//! Runs one profiled inference of a network definition and prints the timing report.

use std::error::Error;
use std::f32::consts::FRAC_PI_4;
use std::path::PathBuf;

use clap::Parser;
use log::error;
use sinenet_inference::{
    BackendKind, ComputeBackend, HostBackend, InferencePipeline, NetworkDefinition, PipelineConfig,
    WgpuBackend,
};

#[derive(Parser, Debug)]
#[command(name = "sinenet", about = "Dense-network inference on a compute backend")]
struct Cli {
    /// Network definition (JSON) with the three layers' weights and biases
    #[arg(long)]
    network: PathBuf,

    /// Input value
    #[arg(long, default_value_t = FRAC_PI_4)]
    input: f32,

    /// Pipeline configuration (JSON)
    #[arg(long)]
    config: Option<PathBuf>,

    /// Overrides the configured backend
    #[arg(long, value_enum)]
    backend: Option<BackendKind>,

    /// Kernel program to compile instead of the bundled one
    #[arg(long)]
    kernel_source: Option<PathBuf>,

    /// Print the timing report as JSON
    #[arg(long)]
    json: bool,
}

fn main() {
    env_logger::init();

    let cli = Cli::parse();
    if let Err(e) = run(cli) {
        error!("Inference failed: {}", e);
        std::process::exit(1);
    }
}

fn run(cli: Cli) -> Result<(), Box<dyn Error>> {
    let mut config = match &cli.config {
        Some(path) => PipelineConfig::load(path)?,
        None => PipelineConfig::default(),
    };
    if let Some(backend) = cli.backend {
        config.backend = backend;
    }
    if cli.kernel_source.is_some() {
        config.kernel_source = cli.kernel_source.clone();
    }

    let network = NetworkDefinition::from_json_file(&cli.network)?;
    let catalog = config.kernel_catalog()?;
    println!("Fetched kernel source: {} bytes", catalog.source().len());

    match config.backend {
        BackendKind::Host => run_on(HostBackend::initialize(&catalog)?, &network, &cli),
        BackendKind::Wgpu => run_on(
            WgpuBackend::initialize(&catalog, &config)?,
            &network,
            &cli,
        ),
    }
}

fn run_on<B: ComputeBackend>(
    backend: B,
    network: &NetworkDefinition,
    cli: &Cli,
) -> Result<(), Box<dyn Error>> {
    let mut pipeline = InferencePipeline::new(backend, network)?;
    println!("{}", pipeline.device_info());
    println!("Input: {}", cli.input);

    let (output, report) = pipeline.infer_profiled(cli.input)?;
    println!("Output: {}", output);
    println!();
    if cli.json {
        println!("{}", serde_json::to_string_pretty(&report)?);
    } else {
        println!("{}", report);
    }
    Ok(())
}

====

About this exercise> The records above must be retyped in full, exactly.

Result below>
//! Runs one profiled inference of a network definition and prints the timing report.

use std::error::Error;
use std::f32::consts::FRAC_PI_4;
use std::path::PathBuf;

use clap::Parser;
use log::error;
use sinenet_inference::{
    BackendKind, ComputeBackend, HostBackend, InferencePipeline, NetworkDefinition, PipelineConfig,
    WgpuBackend,
};

#[derive(Parser, Debug)]
#[command(name = "sinenet", about = "Dense-network inference on a compute backend")]
struct Cli {
    /// Network definition (JSON) with the three layers' weights and biases
    #[arg(long)]
    network: PathBuf,

    /// Input value
    #[arg(long, default_value_t = FRAC_PI_4)]
    input: f32,

    /// Pipeline configuration (JSON)
    #[arg(long)]
    config: Option<PathBuf>,

    /// Overrides the configured backend
    #[arg(long, value_enum)]
    backend: Option<BackendKind>,

    /// Kernel program to compile instead of the bundled one
    #[arg(long)]
    kernel_source: Option<PathBuf>,

    /// Print the timing report as JSON
    #[arg(long)]
    json: bool,
}

fn main() {
    env_logger::init();

    let cli = Cli::parse();
    if let Err(e) = run(cli) {
        error!("Inference failed: {}", e);
        std::process::exit(1);
    }
}

fn run(cli: Cli) -> Result<(), Box<dyn Error>> {
    let mut config = match &cli.config {
        Some(path) => PipelineConfig::load(path)?,
        None => PipelineConfig::default(),
    };
    if let Some(backend) = cli.backend {
        config.backend = backend;
    }
    if cli.kernel_source.is_some() {
        config.kernel_source = cli.kernel_source.clone();
    }

    let network = NetworkDefinition::from_json_file(&cli.network)?;
    let catalog = config.kernel_catalog()?;
    println!("Fetched kernel source: {} bytes", catalog.source().len());

    match config.backend {
        BackendKind::Host => run_on(HostBackend::initialize(&catalog)?, &network, &cli),
        BackendKind::Wgpu => run_on(
            WgpuBackend::initialize(&catalog, &config)?,
            &network,
            &cli,
        ),
    }
}

fn run_on<B: ComputeBackend>(
    backend: B,
    network: &NetworkDefinition,
    cli: &Cli,
) -> Result<(), Box<dyn Error>> {
    let mut pipeline = InferencePipeline::new(backend, network)?;
    println!("{}", pipeline.device_info());
    println!("Input: {}", cli.input);

    let (output, report) = pipeline.infer_profiled(cli.input)?;
    println!("Output: {}", output);
    println!();
    if cli.json {
        println!("{}", serde_json::to_string_pretty(&report)?);
    } else {
        println!("{}", report);
    }
    Ok(())
}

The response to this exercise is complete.